Unless otherwise determined by Regent Pacific or required by the City Code on Takeovers & Mergers (the "Takeover Code"), and permitted by applicable law and regulation, the Acquisition will not be made, directly or indirectly, in, into or from a Restricted Jurisdiction where to do so would violate the laws in that jurisdiction, and the Acquisition will not be capable of acceptance from or within a Restricted Jurisdiction. Accordingly, copies of this announcement and all documents relating to the Acquisition are not being, and must not be, directly or indirectly, mailed, transmitted or otherwise forwarded, distributed or sent in, into or from a Restricted Jurisdiction where to do so would violate the laws in that jurisdiction, and persons receiving this announcement and all documents relating to the Acquisition (including custodians, nominees and trustees) must not mail or otherwise distribute or send them in, into or from such jurisdictions where to do so would violate the laws in that jurisdiction.

The availability of the Acquisition to Plethora Shareholders who are not resident in the United Kingdom may be affected by the laws of the relevant jurisdictions in which they are resident. Persons who are not resident in the United Kingdom should inform themselves of, and observe, any applicable requirements.

The New Regent Pacific Shares may not be offered, sold or delivered, directly or indirectly, in, into or from any Restricted Jurisdiction or to, or for the account or benefit of, any Restricted Overseas Persons except pursuant to an applicable exemption from, or in a transaction not subject to, applicable securities laws of those jurisdictions.

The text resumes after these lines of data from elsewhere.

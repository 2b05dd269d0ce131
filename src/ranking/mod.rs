//! Ranking module - point-in-time entity ranking

mod builder;
mod format;

pub use builder::{rank, RankingRow};
pub use format::{format_fixed2, format_thousands, FormattedRow, RANKING_HEADERS};
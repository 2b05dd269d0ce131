//! Ranking Builder Module
//! Pivots a single-date subset into one row per entity and ranks by a metric.

use crate::data::{round_decimals, Observation, SortColumn, ValueType, AMOUNT_SCALE};
use std::cmp::Ordering;

/// One entity's metrics plus its position.
#[derive(Debug, Clone, PartialEq)]
pub struct RankingRow {
    pub rank: usize,
    pub entity_name: String,
    pub rate: f64,
    /// In millions.
    pub amount: f64,
    pub operations: i64,
}

/// Pivot cell collection: first-seen raw value per metric kind.
#[derive(Debug, Default)]
struct PivotEntry<'a> {
    entity_name: &'a str,
    rate: Option<f64>,
    amount: Option<f64>,
    operations: Option<f64>,
}

impl<'a> PivotEntry<'a> {
    fn new(entity_name: &'a str) -> Self {
        Self {
            entity_name,
            ..Default::default()
        }
    }

    /// Later rows of an already-seen kind are shadowed, not aggregated.
    fn take(&mut self, p_type: &ValueType, value: f64) {
        let slot = match p_type {
            ValueType::Rate => &mut self.rate,
            ValueType::Amount => &mut self.amount,
            ValueType::Operations => &mut self.operations,
            ValueType::Other(_) => return,
        };
        if slot.is_none() {
            *slot = Some(value);
        }
    }

    fn into_row(self) -> RankingRow {
        RankingRow {
            rank: 0,
            entity_name: self.entity_name.to_string(),
            rate: round_decimals(self.rate.unwrap_or(0.0), 2),
            amount: round_decimals(self.amount.unwrap_or(0.0) / AMOUNT_SCALE, 2),
            // Counts are integral; any fraction is truncated.
            operations: self.operations.unwrap_or(0.0) as i64,
        }
    }
}

impl RankingRow {
    fn sort_key(&self, column: SortColumn) -> f64 {
        match column {
            SortColumn::Rate => self.rate,
            SortColumn::Amount => self.amount,
            SortColumn::Operations => self.operations as f64,
        }
    }
}

/// Build the ranking: pivot by entity, fill missing metrics with 0, scale,
/// sort descending (stable) and number positions 1..N.
pub fn rank(rows: &[&Observation], sort_column: SortColumn) -> Vec<RankingRow> {
    let mut entries: Vec<PivotEntry<'_>> = Vec::new();
    for row in rows {
        let idx = match entries.iter().position(|e| e.entity_name == row.entity_name) {
            Some(idx) => idx,
            None => {
                entries.push(PivotEntry::new(&row.entity_name));
                entries.len() - 1
            }
        };
        // Blank cells behave like an absent metric.
        if let Some(value) = row.value.filter(|v| !v.is_nan()) {
            entries[idx].take(&row.p_type, value);
        }
    }

    let mut ranking: Vec<RankingRow> = entries.into_iter().map(PivotEntry::into_row).collect();
    // `sort_by` is stable: equal keys keep input order.
    ranking.sort_by(|a, b| {
        b.sort_key(sort_column)
            .partial_cmp(&a.sort_key(sort_column))
            .unwrap_or(Ordering::Equal)
    });
    for (i, row) in ranking.iter_mut().enumerate() {
        row.rank = i + 1;
    }

    tracing::debug!(entities = ranking.len(), sort = sort_column.display_name(), "ranking built");
    ranking
}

Disclosure requirements of the Takeover Code

Under Rule 8.3(a) of the Takeover Code, any person who is interested in 1 per cent. or more of any class of relevant securities of an offeree company or of any securities exchange offeror (being any offeror other than an offeror in respect of which it has been announced that its offer is, or is likely to be, solely in cash) must make an Opening Position Disclosure following the commencement of the offer period and, if later, following the announcement in which any securities exchange offeror is first identified. An Opening Position Disclosure must contain details of the person's interests and short positions in, and rights to subscribe for, any relevant securities of each of (i) the offeree company and (ii) any securities exchange offeror(s). An Opening Position Disclosure by a person to whom Rule 8.3(a) applies must be made by no later than 3:30 p.m. (London time) on the 10th business day following the commencement of the offer period and, if appropriate, by no later than 3:30 p.m. (London time) on the 10th business day following the announcement in which any securities exchange offeror is first identified. Relevant persons who deal in the relevant securities of the offeree company or of a securities exchange offeror prior to the deadline for making an Opening Position Disclosure must instead make a Dealing Disclosure.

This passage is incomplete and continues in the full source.